WORKING DATA =

use crate::constants::SPINNER_FRAMES;
use ratatui::{
    layout::{Alignment, Rect},
    style::{Color, Style},
    text::{Line, Span},
    widgets::Paragraph,
    Frame,
};

#[derive(Debug, Default)]
pub struct StatusIndicator {
    thinking: bool,
    status_text: String,
    spinner_idx: usize,
}

impl StatusIndicator {
    pub fn new() -> Self {
        Self::default()
    }

    pub fn set_thinking(&mut self, thinking: bool) {
        self.thinking = thinking;
    }

    pub fn is_thinking(&self) -> bool {
        self.thinking
    }

    pub fn set_status(&mut self, status: impl Into<String>) {
        self.status_text = status.into();
    }

    pub fn status(&self) -> &str {
        &self.status_text
    }

    pub fn clear_status(&mut self) {
        self.status_text.clear();
    }

    pub fn update_spinner(&mut self) {
        self.spinner_idx = self.spinner_idx.wrapping_add(1);
    }

    pub fn render(&self, frame: &mut Frame, area: Rect) {
        let indicator = if self.thinking {
            SPINNER_FRAMES[self.spinner_idx % SPINNER_FRAMES.len()]
        } else {
            " "
        };

        // Yellow only for something the user should act on.
        let status_color = if self.thinking || self.status_text.is_empty() {
            Color::DarkGray
        } else {
            Color::Yellow
        };

        let status = Line::from(vec![
            Span::styled(indicator, Style::default().fg(Color::Gray)),
            Span::raw(" "),
            Span::styled(self.status_text.as_str(), Style::default().fg(status_color)),
        ]);

        frame.render_widget(Paragraph::new(status).alignment(Alignment::Left), area);
    }
}

#[cfg(test)]
mod tests {
    use super::*;

    #[test]
    fn test_status_text_lifecycle() {
        let mut indicator = StatusIndicator::new();
        indicator.set_thinking(true);
        indicator.set_status("Waiting for answer (1 in flight)...");
        assert!(indicator.is_thinking());
        assert_eq!(indicator.status(), "Waiting for answer (1 in flight)...");

        indicator.set_thinking(false);
        indicator.clear_status();
        assert!(!indicator.is_thinking());
        assert!(indicator.status().is_empty());
    }
}
use crate::models::ChatMessage;
use chrono::Local;
use ratatui::{
    layout::Alignment,
    style::{Color, Modifier, Style},
    text::{Line, Span},
};
use textwrap::wrap;

/// Lays out one transcript entry. Outgoing messages hug the right edge,
/// answers the left, each bubble taking at most three quarters of `width`.
pub fn render_message(message: &ChatMessage, width: u16) -> Vec<Line<'static>> {
    let from_user = message.is_from_user();
    let style = base_style(from_user);
    let alignment = if from_user {
        Alignment::Right
    } else {
        Alignment::Left
    };

    let mut lines = Vec::new();

    let timestamp = message
        .created_at()
        .with_timezone(&Local)
        .format("%H:%M")
        .to_string();
    let who = if from_user { "You" } else { "Bot" };
    lines.push(
        Line::from(vec![
            Span::styled(who.to_string(), style.add_modifier(Modifier::BOLD)),
            Span::styled(format!(" {}", timestamp), style.add_modifier(Modifier::DIM)),
        ])
        .alignment(alignment),
    );

    let wrap_width = (width as usize * 3 / 4).saturating_sub(2).max(8);
    for wrapped in wrap(message.content(), wrap_width) {
        let text = if from_user {
            format!("{} │", wrapped)
        } else {
            format!("│ {}", wrapped)
        };
        lines.push(Line::from(Span::styled(text, style)).alignment(alignment));
    }

    lines
}

fn base_style(from_user: bool) -> Style {
    if from_user {
        Style::default().fg(Color::Rgb(135, 206, 250))
    } else {
        Style::default().fg(Color::Rgb(144, 238, 144))
    }
}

TASK DIRECTIONS = Filter the entries and copy out every line with the word "Yellow".

EXERCISE SOLUTION =
        // Yellow only for something the user should act on.
            Color::Yellow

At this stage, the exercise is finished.